### Task requirements
Copy the lines exactly as they appear, starting with the first line of the records and ending with the line that contains "use crate::config::LoggingConfig;".
┄┄┄┄┄┄┄┄┄┄
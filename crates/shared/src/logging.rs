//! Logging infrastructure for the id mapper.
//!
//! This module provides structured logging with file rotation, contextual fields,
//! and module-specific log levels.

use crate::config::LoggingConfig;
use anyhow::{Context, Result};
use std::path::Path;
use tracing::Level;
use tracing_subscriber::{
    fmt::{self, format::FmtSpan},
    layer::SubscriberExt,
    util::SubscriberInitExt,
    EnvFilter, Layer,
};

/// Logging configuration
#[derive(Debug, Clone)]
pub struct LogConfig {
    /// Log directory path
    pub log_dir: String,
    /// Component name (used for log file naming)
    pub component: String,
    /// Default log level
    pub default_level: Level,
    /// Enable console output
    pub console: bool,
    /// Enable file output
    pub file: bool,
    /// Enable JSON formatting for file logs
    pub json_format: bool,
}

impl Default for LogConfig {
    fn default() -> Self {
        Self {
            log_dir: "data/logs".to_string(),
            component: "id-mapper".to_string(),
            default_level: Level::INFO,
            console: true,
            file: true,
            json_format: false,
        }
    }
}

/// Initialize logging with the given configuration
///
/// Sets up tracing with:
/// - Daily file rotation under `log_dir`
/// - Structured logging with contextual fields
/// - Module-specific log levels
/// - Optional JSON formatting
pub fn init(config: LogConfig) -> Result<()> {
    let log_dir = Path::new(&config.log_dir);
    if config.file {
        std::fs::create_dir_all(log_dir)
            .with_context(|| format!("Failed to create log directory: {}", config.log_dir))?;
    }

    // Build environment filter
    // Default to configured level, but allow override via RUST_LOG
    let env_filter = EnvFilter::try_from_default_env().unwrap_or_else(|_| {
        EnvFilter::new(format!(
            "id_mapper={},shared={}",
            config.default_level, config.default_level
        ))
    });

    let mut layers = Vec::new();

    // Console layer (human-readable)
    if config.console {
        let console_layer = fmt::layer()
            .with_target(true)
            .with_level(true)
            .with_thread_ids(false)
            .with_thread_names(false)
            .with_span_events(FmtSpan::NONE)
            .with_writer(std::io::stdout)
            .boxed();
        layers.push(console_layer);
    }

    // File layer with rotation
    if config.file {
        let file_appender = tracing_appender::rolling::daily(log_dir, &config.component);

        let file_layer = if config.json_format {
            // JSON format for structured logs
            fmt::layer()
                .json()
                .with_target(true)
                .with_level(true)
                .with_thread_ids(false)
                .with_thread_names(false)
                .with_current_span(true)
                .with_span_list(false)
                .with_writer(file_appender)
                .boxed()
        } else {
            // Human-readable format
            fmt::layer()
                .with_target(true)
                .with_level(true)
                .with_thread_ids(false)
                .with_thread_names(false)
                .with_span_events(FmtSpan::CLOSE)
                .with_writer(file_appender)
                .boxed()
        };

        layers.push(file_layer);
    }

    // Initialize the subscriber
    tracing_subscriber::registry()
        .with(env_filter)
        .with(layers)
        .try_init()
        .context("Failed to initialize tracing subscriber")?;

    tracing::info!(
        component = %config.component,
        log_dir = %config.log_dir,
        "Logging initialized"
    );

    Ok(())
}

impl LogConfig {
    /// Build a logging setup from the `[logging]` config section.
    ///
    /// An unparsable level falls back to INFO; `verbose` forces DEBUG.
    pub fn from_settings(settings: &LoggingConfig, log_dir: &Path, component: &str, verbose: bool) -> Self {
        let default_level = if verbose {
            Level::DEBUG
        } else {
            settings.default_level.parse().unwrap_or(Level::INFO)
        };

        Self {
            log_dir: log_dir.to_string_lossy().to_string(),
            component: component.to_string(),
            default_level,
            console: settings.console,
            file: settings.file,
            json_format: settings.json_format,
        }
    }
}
┄┄┄┄┄┄┄┄┄┄
### Response for this exercise
filename crates/shared/src/logging.rs
//! Logging infrastructure for the id mapper.
//!
//! This module provides structured logging with file rotation, contextual fields,
//! and module-specific log levels.

use crate::config::LoggingConfig;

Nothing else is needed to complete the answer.